WHAT THE TASK ASKS » Copy word for word, please, the lines of the entries below running from the one containing "#[must_use]" to the one containing "let mut broken = Broken;", both ends included.

DATA FOR THIS TASK »

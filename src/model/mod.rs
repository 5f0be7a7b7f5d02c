//! The windowless core: bodies on their orbits, the camera rig that eases
//! between them, and the coordinator that advances both once per frame.

pub mod body;
pub mod camera_rig;
pub mod headless;
pub mod preset;
pub mod registry;
pub mod sampler;
pub mod scene;

pub use body::{BodyID, OrbitParams, OrbitingBody};
pub use camera_rig::{CameraPose, CameraRig, FollowMode, RigSettings, RigState};
pub use preset::ScenePreset;
pub use registry::{BodyRegistry, PrimaryBody, RingParams};
pub use scene::{SceneCoordinator, SceneSetup, NOMINAL_TICK_SECONDS};
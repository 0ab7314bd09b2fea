use std::sync::atomic::{AtomicBool, Ordering};
use std::thread;
use std::time::{Duration, Instant};

use anyhow::Result;
use nv_core::frame::FeatureFrame;
use nv_core::traits::Renderer;

/// Render loop: reads the latest published frame at `target_fps` and hands it to a renderer.
pub struct App<'a> {
    renderer: &'a mut dyn Renderer,
    features: triple_buffer::Output<FeatureFrame>,
    stop: &'a AtomicBool,
    frame_duration: Duration,
    frames: u64,
}

impl<'a> App<'a> {
    /// Build the loop around an analysis output.
    pub fn new(
        renderer: &'a mut dyn Renderer,
        features: triple_buffer::Output<FeatureFrame>,
        stop: &'a AtomicBool,
        target_fps: u32,
    ) -> Self {
        Self {
            renderer,
            features,
            stop,
            frame_duration: Duration::from_secs_f64(1.0 / f64::from(target_fps.max(1))),
            frames: 0,
        }
    }

    /// Run until the stop flag is raised or the renderer asks to quit.
    ///
    /// Raises the stop flag on exit so the analysis thread follows.
    ///
    /// # Errors
    /// Returns the first renderer error.
    pub fn run(&mut self) -> Result<()> {
        let result = self.run_inner();
        self.stop.store(true, Ordering::Relaxed);
        log::info!("Boucle de rendu terminée après {} frames", self.frames);
        result
    }

    fn run_inner(&mut self) -> Result<()> {
        let mut last_frame = Instant::now();
        loop {
            if self.stop.load(Ordering::Relaxed) || self.renderer.should_quit() {
                return Ok(());
            }

            // === Frame timing ===
            let elapsed = last_frame.elapsed();
            if elapsed < self.frame_duration {
                thread::sleep(self.frame_duration.saturating_sub(elapsed));
                continue;
            }
            last_frame = Instant::now();

            // Lecture non-bloquante de la dernière frame publiée
            let frame = self.features.read();
            self.renderer.render(frame)?;
            self.frames += 1;
        }
    }

    /// Frames rendered so far.
    #[must_use]
    pub fn frames_rendered(&self) -> u64 {
        self.frames
    }
}

#[cfg(test)]
mod tests {
    use super::*;
    use triple_buffer::TripleBuffer;

    /// Records volumes and quits after `limit` renders.
    struct Recorder {
        volumes: Vec<f32>,
        limit: usize,
    }

    impl Renderer for Recorder {
        fn render(&mut self, frame: &FeatureFrame) -> Result<()> {
            self.volumes.push(frame.volume);
            Ok(())
        }

        fn clear(&mut self) -> Result<()> {
            Ok(())
        }

        fn should_quit(&mut self) -> bool {
            self.volumes.len() >= self.limit
        }
    }

    struct Broken;

    impl Renderer for Broken {
        fn render(&mut self, _frame: &FeatureFrame) -> Result<()> {
            anyhow::bail!("device gone")
        }

        fn clear(&mut self) -> Result<()> {
            Ok(())
        }
    }

    #[test]
    fn renders_latest_frame_until_quit() {
        let (mut input, output) = TripleBuffer::new(&FeatureFrame::default()).split();
        input.write(FeatureFrame {
            volume: 0.5,
            ..FeatureFrame::default()
        });
        let stop = AtomicBool::new(false);
        let mut recorder = Recorder {
            volumes: Vec::new(),
            limit: 3,
        };
        let mut app = App::new(&mut recorder, output, &stop, 120);
        app.run().expect("run");
        assert_eq!(app.frames_rendered(), 3);
        assert!(stop.load(Ordering::Relaxed));
        assert_eq!(recorder.volumes, vec![0.5; 3]);
    }

    #[test]
    fn raised_stop_flag_renders_nothing() {
        let (_input, output) = TripleBuffer::new(&FeatureFrame::default()).split();
        let stop = AtomicBool::new(true);
        let mut recorder = Recorder {
            volumes: Vec::new(),
            limit: usize::MAX,
        };
        App::new(&mut recorder, output, &stop, 20).run().expect("run");
        assert!(recorder.volumes.is_empty());
    }

    #[test]
    fn renderer_error_stops_everything() {
        let (_input, output) = TripleBuffer::new(&FeatureFrame::default()).split();
        let stop = AtomicBool::new(false);
        let mut broken = Broken;
        assert!(App::new(&mut broken, output, &stop, 120).run().is_err());
        assert!(stop.load(Ordering::Relaxed));
    }
}
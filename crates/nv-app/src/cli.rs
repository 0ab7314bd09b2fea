use std::path::PathBuf;

use anyhow::{Context, Result};
use clap::Parser;
use nv_core::config::AppConfig;

/// nimeviz : extraction de features spectrales en flux pour visuels audio-réactifs.
#[derive(Parser, Debug)]
#[command(version, about, long_about = None)]
pub struct Cli {
    /// Source audio : "mic" pour microphone, ou chemin vers fichier audio.
    #[arg(long, conflicts_with = "tone")]
    pub audio: Option<String>,

    /// Source synthétique : fréquences en Hz séparées par des virgules (ex: 220,440).
    #[arg(long, value_delimiter = ',')]
    pub tone: Option<Vec<f32>>,

    /// Fichier de configuration TOML. Défaut : config/default.toml.
    #[arg(short, long, default_value = "config/default.toml")]
    pub config: PathBuf,

    /// Pas de TUI : une ligne JSON par frame sur stdout.
    #[arg(long, default_value_t = false)]
    pub headless: bool,

    /// FPS cible du rendu (5 à 120).
    #[arg(long)]
    pub fps: Option<u32>,

    /// Gain linéaire appliqué avant l'analyse.
    #[arg(long)]
    pub gain: Option<f32>,

    /// Ne pas boucler en fin de fichier.
    #[arg(long, default_value_t = false)]
    pub no_loop: bool,

    /// Niveau de log : error, warn, info, debug, trace.
    #[arg(long, default_value = "warn")]
    pub log_level: String,
}

/// Audio source selected on the command line.
#[derive(Debug, Clone, PartialEq)]
pub enum SourceArg {
    /// Default input device.
    Mic,
    /// Decoded audio file.
    File(PathBuf),
    /// Synthetic partials, Hz.
    Tone(Vec<f32>),
}

impl Cli {
    /// Source requested by `--audio` / `--tone`; microphone when neither is given.
    ///
    /// # Errors
    /// Returns an error if `--tone` has no usable frequency.
    pub fn source(&self) -> Result<SourceArg> {
        if let Some(freqs) = &self.tone {
            if freqs.is_empty() || freqs.iter().any(|f| !f.is_finite() || *f <= 0.0) {
                anyhow::bail!("--tone attend des fréquences positives (ex: --tone 220,440)");
            }
            return Ok(SourceArg::Tone(freqs.clone()));
        }
        Ok(match self.audio.as_deref() {
            None | Some("mic" | "default" | "microphone") => SourceArg::Mic,
            Some(path) => SourceArg::File(PathBuf::from(path)),
        })
    }

    /// Apply `--fps` and `--gain` on top of the loaded config.
    ///
    /// # Errors
    /// Returns an error if the overridden analyzer settings are invalid.
    pub fn apply_overrides(&self, config: &mut AppConfig) -> Result<()> {
        if let Some(fps) = self.fps {
            config.display.target_fps = fps;
            config.display.clamp_all();
        }
        if let Some(gain) = self.gain {
            config.analyzer.gain = gain;
            config
                .analyzer
                .validate()
                .context("Override --gain invalide")?;
        }
        Ok(())
    }
}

SOLUTION BELOW »
    #[must_use]
    pub fn frames_rendered(&self) -> u64 {
        self.frames
    }
}

#[cfg(test)]
mod tests {
    use super::*;
    use triple_buffer::TripleBuffer;

    /// Records volumes and quits after `limit` renders.
    struct Recorder {
        volumes: Vec<f32>,
        limit: usize,
    }

    impl Renderer for Recorder {
        fn render(&mut self, frame: &FeatureFrame) -> Result<()> {
            self.volumes.push(frame.volume);
            Ok(())
        }

        fn clear(&mut self) -> Result<()> {
            Ok(())
        }

        fn should_quit(&mut self) -> bool {
            self.volumes.len() >= self.limit
        }
    }

    struct Broken;

    impl Renderer for Broken {
        fn render(&mut self, _frame: &FeatureFrame) -> Result<()> {
            anyhow::bail!("device gone")
        }

        fn clear(&mut self) -> Result<()> {
            Ok(())
        }
    }

    #[test]
    fn renders_latest_frame_until_quit() {
        let (mut input, output) = TripleBuffer::new(&FeatureFrame::default()).split();
        input.write(FeatureFrame {
            volume: 0.5,
            ..FeatureFrame::default()
        });
        let stop = AtomicBool::new(false);
        let mut recorder = Recorder {
            volumes: Vec::new(),
            limit: 3,
        };
        let mut app = App::new(&mut recorder, output, &stop, 120);
        app.run().expect("run");
        assert_eq!(app.frames_rendered(), 3);
        assert!(stop.load(Ordering::Relaxed));
        assert_eq!(recorder.volumes, vec![0.5; 3]);
    }

    #[test]
    fn raised_stop_flag_renders_nothing() {
        let (_input, output) = TripleBuffer::new(&FeatureFrame::default()).split();
        let stop = AtomicBool::new(true);
        let mut recorder = Recorder {
            volumes: Vec::new(),
            limit: usize::MAX,
        };
        App::new(&mut recorder, output, &stop, 20).run().expect("run");
        assert!(recorder.volumes.is_empty());
    }

    #[test]
    fn renderer_error_stops_everything() {
        let (_input, output) = TripleBuffer::new(&FeatureFrame::default()).split();
        let stop = AtomicBool::new(false);
        let mut broken = Broken;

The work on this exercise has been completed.